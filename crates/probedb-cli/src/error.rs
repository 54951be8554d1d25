//! CLI error types.

use thiserror::Error;

/// Errors that abort a workload run.
#[derive(Debug, Error)]
pub enum Error {
    /// A backend failed while preparing its fixtures.
    #[error("{backend} setup failed: {message}")]
    Setup {
        backend: &'static str,
        message: String,
    },

    /// A workload task panicked or was cancelled.
    #[error("workload task failed: {0}")]
    Task(#[from] tokio::task::JoinError),

    /// Metrics could not be serialized.
    #[error("export error: {0}")]
    Export(#[from] serde_json::Error),
}

impl Error {
    /// Setup failure for `backend`.
    pub fn setup(backend: &'static str, err: impl std::fmt::Display) -> Self {
        Error::Setup {
            backend,
            message: err.to_string(),
        }
    }
}

/// Result type for CLI operations.
pub type Result<T> = std::result::Result<T, Error>;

YOUR TASK: Could you tally the lines in the data that contain the string "impl" and answer with the number alone?

OUTPUT: 2